Terra Nitrogen Company, L.P. (NYSE:TNH) offers investors an 8.1% annual distribution. The limited partnership has provided investors an impressive 17.7% total annualized rate of return over the past 15 years. This article will focus upon risks and rewards of investing in Terra Nitrogen at today's price of $197.31.
Terra Nitrogen produces nitrogen based fertilizer ingredients, specifically urea ammonium nitrate (NYSE:UAN) and ammonia, at its manufacturing plant in Verdigris, Oklahoma. Approximately 75% of Terra Nitrogen's shares
are held by Terra Industries, which is a wholly owned subsidiary of Illinois based CF Industries (NYSE:CF). CFIndustries acquired Terra Industries in a 2010 acquisition. As a result, Terra Industries is now a part of CF Industries' vertically integrated fertilizer supply chain. CF Industries is the world's second largest producer of nitrogen based fertilizers.
Per a January 31st update, fertilizer prices are firming up. Ammonia and urea ammonium nitrate solution are showing strong pricing power based upon supply and demand. The long term sector should excel. The population is growing globally and the farm acreage is shrinking each year. Acreage needs to produce more output per acre. Fertilizer allows for the promotion of increased output per acre.
For the twelve months ended September 2011, Terra Nitrogen paid out $13.91 in distributions. With units trading at $197.31, near all-time highs, Terra's distribution yield is 8.1%. While management is committed to regularly paying distributions, actual payouts have varied based on profitability and cash flow. Terra Nitrogen has steadily increased distributions from $1.75 per year in 2004 to its current payout of $13.91, but payouts have been up and down depending upon the fertilizer market.
For the 12 months ended September 30, 2011, Terra Nitrogen reported revenue of $740.8 million and net income of $444 million, with a whopping net margin of a 59.9%. Moreover, its 3Q 2011 revenue of $203.1 million was a 49.3% increase over 2010, and earnings were $128.4 million compared to $35.2 million in the third quarter of 2010 - partly due to higher sales volumes but more significantly due to sharp increases in UAN and ammonia prices. For example, the average price of UAN jumped 63% year over year from $181 per ton in the third quarter of 2010 to $295 per ton in third quarter of 2011. Terra Nitrogen held cash reserves of $144 million, assets of $297.1 million and partners' capital of $236.5 million.
Over the past five years, Terra Nitrogen has handily outperformed the S&P 500 Index by over 350%. For the twelve months ended February 2012, Terra Nitrogen units gained over 75%, and near all time highs, with a market capitalization of $2.7 billion and a price to earnings ratio of 13.9x.

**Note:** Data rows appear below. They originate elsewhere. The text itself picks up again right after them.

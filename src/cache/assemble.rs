use std::collections::BTreeMap;

use crate::document::{Document, DocumentId};

const BANNER: &str = "*********************";

fn open_block(out: &mut String, id: &DocumentId) {
    out.push_str(&format!("{BANNER}DOCUMENT {id} START{BANNER}\n"));
    out.push_str(&format!("ID: {id}\n"));
    out.push_str(&format!("TYPE: {}\n", id.kind()));
}

fn close_block(out: &mut String, id: &DocumentId) {
    out.push_str(&format!("{BANNER}DOCUMENT {id} END{BANNER}\n\n\n\n"));
}

/// Renders one document as a delimited block: identity, metadata fields
/// (upper-cased names), then the full text.
pub fn render_document(doc: &Document, out: &mut String) {
    open_block(out, &doc.id);
    for (key, value) in doc.metadata.iter() {
        out.push_str(&format!("{}: {}\n", key.to_uppercase(), value));
    }
    out.push_str(&format!("TEXT: {}\n", doc.text));
    close_block(out, &doc.id);
}

/// Concatenates documents in ascending identity order, whatever order they
/// arrive in.
pub fn assemble_context<'a>(documents: impl IntoIterator<Item = &'a Document>) -> String {
    let mut sorted: Vec<&Document> = documents.into_iter().collect();
    sorted.sort_by(|a, b| a.id.cmp(&b.id));

    let mut out = String::new();
    for doc in sorted {
        render_document(doc, &mut out);
    }
    out
}

pub fn render_summaries(entries: &BTreeMap<DocumentId, String>) -> String {
    let mut out = String::new();
    for (id, summary) in entries {
        open_block(&mut out, id);
        out.push_str(&format!("SUMMARY: {summary}\n"));
        close_block(&mut out, id);
    }
    out
}
pub mod metadata;
pub mod document;

pub use crate::types::identifiers::{DocumentId, DocumentKind, DocumentVersion};
pub use metadata::{Metadata, MetadataValue};
pub use document::{Document, DocumentError};
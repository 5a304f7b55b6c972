use serde::Serialize;

use crate::cache::ContentCacheHandle;
use crate::document::DocumentId;

/// The loaded documents and the handle built from them.
#[derive(Debug, Clone)]
pub struct WorkingSet {
    documents: Vec<DocumentId>,
    handle: ContentCacheHandle,
}

impl WorkingSet {
    /// `documents` must already be sorted, deduplicated and capped.
    pub(crate) fn new(documents: Vec<DocumentId>, handle: ContentCacheHandle) -> Self {
        debug_assert!(documents.windows(2).all(|w| w[0] < w[1]));
        Self { documents, handle }
    }

    pub fn documents(&self) -> &[DocumentId] {
        &self.documents
    }

    pub fn handle(&self) -> &ContentCacheHandle {
        &self.handle
    }

    pub fn is_empty(&self) -> bool {
        self.documents.is_empty()
    }
}

#[derive(Debug, Clone, Default)]
pub enum ContextState {
    #[default]
    Empty,
    Loaded(WorkingSet),
}

impl ContextState {
    pub fn working_set(&self) -> Option<&WorkingSet> {
        match self {
            ContextState::Empty => None,
            ContextState::Loaded(ws) => Some(ws),
        }
    }

    pub fn active_documents(&self) -> &[DocumentId] {
        match self.working_set() {
            Some(ws) => ws.documents(),
            None => &[],
        }
    }

    pub fn is_empty(&self) -> bool {
        matches!(self, ContextState::Empty)
    }
}

#[derive(Debug, Clone, Copy, PartialEq, Eq, Serialize)]
#[serde(rename_all = "snake_case")]
pub enum ReloadReason {
    /// Nothing loaded, or the loaded set holds no documents.
    EmptyContext,
    /// The oracle asked for new context.
    Requested,
    /// The oracle's answer was unusable.
    Fallback,
    /// The handle expired.
    Expired,
}

/// How a question was routed.
#[derive(Debug, Clone, PartialEq, Eq, Serialize)]
#[serde(tag = "route", rename_all = "snake_case")]
pub enum Routing {
    Reused {
        generation: u64,
    },
    Reloaded {
        reason: ReloadReason,
        generation: u64,
        documents: Vec<DocumentId>,
    },
    Retained {
        reason: ReloadReason,
        generation: u64,
    },
}

impl Routing {
    pub fn generation(&self) -> u64 {
        match self {
            Routing::Reused { generation }
            | Routing::Reloaded { generation, .. }
            | Routing::Retained { generation, .. } => *generation,
        }
    }

    pub fn is_reload(&self) -> bool {
        matches!(self, Routing::Reloaded { .. })
    }
}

Terra Nitrogen's peers, companies in the fertilizer partnership space, include CVR Partners, LP and Rentech Nitrogen Partners, LP (NYSE:RNF).
CVR Partners, LP
CVR Partners is a Delaware limited partnership formed by CVR Energy (NYSE:CVI) to own, operate and expand the nitrogen fertilizer business. The one unit facility is located adjacent to CVR Energy's refinery in Coffeyville, Kansas. This unit is anticipated to expand UAN capacity by 50%, or 400,000 tons per year, in the first quarter of 2013.
CVR Partners has the only operation in N. America that uses a petroleum coke, or pet coke, gasification process to produce nitrogen fertilizer.
CVR Partners' management has executed in their initial public offering, up to this point, mission to pay close to a 10% distribution per unit. The partnership had its ex-dividend date on February 3rd. The amount of 58.8 cents per unit will be paid on February 14th.
Rentech Nitrogen Partners, LP
Rentech Nitrogen is a Delaware limited partnership formed in July 2011 by Rentech (NASDAQ:RTK). Rentech is a publicly traded provider of clean energy solutions and nitrogen fertilizer. Rentech Nitrogen will own, operate and grow a nitrogen fertilizer business. The one unit nitrogen fertilizer facility is located in East Dubuque, Illinois. The partnership produces anhydrous ammonia (ammonia) and urea ammonium nitrate solution. Natural gas is the primary feedstock. The lower natural gas prices will benefit both Rentech Nitrogen and Terra Nitrogen. Terra Nitrogen also uses natural gas as its primary feedstock.
Rentech Nitrogen, per the SEC S-1/A, anticipates a $2.34 annual distribution. Based upon a February 3rd closing price of $25.01 per unit, the annual distribution yield is 9.3%.
Terra Nitrogen serves up a dividend that is fairly rich in dollar terms. Its shares have performed very well over time. However, shares are currently near all time highs so investors may want to ride the peak out and accumulate positions as units may drop in the months ahead.
As an investor, the fertilizer sector has witnessed strong upward share performance. I can not recommend Terra Nitrogen at these current levels. Due to the lack of hedging options, investors should know precisely what downside risk there is.